**Your task:** Would you count how many lines of the entries below include the word "MemberFilter"? Give nothing but the number.

**Records supplied:**

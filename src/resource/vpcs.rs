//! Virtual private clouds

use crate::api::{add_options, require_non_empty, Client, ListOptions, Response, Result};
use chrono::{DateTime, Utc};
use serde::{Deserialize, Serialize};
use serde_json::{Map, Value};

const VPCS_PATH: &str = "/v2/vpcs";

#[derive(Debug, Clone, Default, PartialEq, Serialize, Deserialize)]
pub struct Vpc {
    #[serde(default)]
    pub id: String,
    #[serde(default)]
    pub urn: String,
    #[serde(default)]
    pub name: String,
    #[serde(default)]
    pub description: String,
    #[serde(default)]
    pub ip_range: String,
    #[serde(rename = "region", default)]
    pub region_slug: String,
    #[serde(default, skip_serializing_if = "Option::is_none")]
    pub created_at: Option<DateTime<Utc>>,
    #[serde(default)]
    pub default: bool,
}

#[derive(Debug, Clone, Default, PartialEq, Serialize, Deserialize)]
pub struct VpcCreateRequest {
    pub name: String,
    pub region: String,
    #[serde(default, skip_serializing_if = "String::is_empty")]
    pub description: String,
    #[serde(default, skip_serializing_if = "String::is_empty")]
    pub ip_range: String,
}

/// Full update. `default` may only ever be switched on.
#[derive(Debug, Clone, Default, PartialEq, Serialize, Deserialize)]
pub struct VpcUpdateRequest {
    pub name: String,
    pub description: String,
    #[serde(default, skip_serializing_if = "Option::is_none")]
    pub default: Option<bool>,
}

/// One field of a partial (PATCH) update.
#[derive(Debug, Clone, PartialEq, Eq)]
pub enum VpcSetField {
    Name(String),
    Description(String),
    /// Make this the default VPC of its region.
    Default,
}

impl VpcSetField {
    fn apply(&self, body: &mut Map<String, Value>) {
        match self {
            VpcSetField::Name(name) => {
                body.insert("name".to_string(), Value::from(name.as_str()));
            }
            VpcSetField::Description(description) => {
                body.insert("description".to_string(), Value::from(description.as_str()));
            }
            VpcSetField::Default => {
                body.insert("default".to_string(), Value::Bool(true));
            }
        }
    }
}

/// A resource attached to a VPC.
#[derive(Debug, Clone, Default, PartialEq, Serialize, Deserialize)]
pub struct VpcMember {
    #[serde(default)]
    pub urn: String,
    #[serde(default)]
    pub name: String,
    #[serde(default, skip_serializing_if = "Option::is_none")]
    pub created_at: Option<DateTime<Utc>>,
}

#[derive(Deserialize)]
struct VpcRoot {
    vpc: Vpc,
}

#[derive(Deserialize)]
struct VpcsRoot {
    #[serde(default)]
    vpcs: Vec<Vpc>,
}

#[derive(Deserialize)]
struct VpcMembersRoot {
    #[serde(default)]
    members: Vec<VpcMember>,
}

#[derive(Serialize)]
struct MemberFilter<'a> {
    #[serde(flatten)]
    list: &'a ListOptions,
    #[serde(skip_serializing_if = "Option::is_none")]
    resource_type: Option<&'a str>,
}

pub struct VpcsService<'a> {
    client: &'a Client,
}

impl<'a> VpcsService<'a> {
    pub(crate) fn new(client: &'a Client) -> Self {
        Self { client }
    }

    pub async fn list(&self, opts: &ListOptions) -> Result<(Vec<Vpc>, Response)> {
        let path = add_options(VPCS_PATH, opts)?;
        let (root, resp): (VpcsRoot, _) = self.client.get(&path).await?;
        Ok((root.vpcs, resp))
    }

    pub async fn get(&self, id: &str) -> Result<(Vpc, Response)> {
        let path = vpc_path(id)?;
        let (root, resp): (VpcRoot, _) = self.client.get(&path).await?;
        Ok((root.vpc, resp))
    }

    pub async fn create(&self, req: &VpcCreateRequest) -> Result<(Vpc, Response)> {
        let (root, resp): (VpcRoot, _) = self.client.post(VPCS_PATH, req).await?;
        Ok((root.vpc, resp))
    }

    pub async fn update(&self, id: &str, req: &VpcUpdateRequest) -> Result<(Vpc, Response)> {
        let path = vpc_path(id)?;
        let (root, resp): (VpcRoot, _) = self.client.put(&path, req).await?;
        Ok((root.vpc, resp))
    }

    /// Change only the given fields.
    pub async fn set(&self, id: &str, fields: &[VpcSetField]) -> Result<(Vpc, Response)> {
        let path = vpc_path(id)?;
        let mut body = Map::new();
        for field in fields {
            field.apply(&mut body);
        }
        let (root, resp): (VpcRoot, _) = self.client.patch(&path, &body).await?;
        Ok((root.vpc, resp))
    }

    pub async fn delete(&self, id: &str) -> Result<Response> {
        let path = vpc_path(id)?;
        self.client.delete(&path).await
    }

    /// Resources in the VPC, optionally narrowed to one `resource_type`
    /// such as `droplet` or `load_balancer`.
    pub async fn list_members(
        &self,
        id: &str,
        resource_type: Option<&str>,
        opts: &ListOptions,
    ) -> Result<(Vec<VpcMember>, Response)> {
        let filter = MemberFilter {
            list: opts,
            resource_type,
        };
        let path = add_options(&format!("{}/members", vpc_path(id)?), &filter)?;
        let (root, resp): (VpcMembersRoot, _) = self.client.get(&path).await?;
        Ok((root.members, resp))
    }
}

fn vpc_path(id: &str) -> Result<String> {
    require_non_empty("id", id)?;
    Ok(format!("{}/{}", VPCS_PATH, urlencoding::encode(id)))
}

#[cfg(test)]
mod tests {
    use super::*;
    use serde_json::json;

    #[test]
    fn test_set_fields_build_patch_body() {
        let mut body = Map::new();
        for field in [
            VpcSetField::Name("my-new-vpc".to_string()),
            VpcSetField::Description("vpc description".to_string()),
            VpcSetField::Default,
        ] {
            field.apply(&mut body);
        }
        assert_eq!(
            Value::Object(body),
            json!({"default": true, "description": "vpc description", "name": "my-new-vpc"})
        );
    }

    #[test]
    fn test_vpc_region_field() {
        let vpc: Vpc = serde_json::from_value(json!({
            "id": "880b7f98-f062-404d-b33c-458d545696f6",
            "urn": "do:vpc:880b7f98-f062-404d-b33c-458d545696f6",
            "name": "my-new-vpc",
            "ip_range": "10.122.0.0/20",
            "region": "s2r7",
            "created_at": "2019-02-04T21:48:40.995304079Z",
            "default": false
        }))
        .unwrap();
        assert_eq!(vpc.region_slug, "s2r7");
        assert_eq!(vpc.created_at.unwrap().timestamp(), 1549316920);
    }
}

**Written reply:** 2